→ INFORMATION PROVIDED
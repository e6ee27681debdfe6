//! mocktest-core: Timed test-session engine, scoring, and course model.
//!
//! This crate defines the data model, the session state machine, the
//! scoring policy, and the collaborator traits the rest of mocktest
//! builds on.

pub mod engine;
pub mod error;
pub mod evaluator;
pub mod model;
pub mod parser;
pub mod reporter;
pub mod store;
pub mod traits;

→ ACTIVITY
Among the lines above, list those that contain the word "traits".

→ TASK ANSWER
//! scoring policy, and the collaborator traits the rest of mocktest
pub mod traits;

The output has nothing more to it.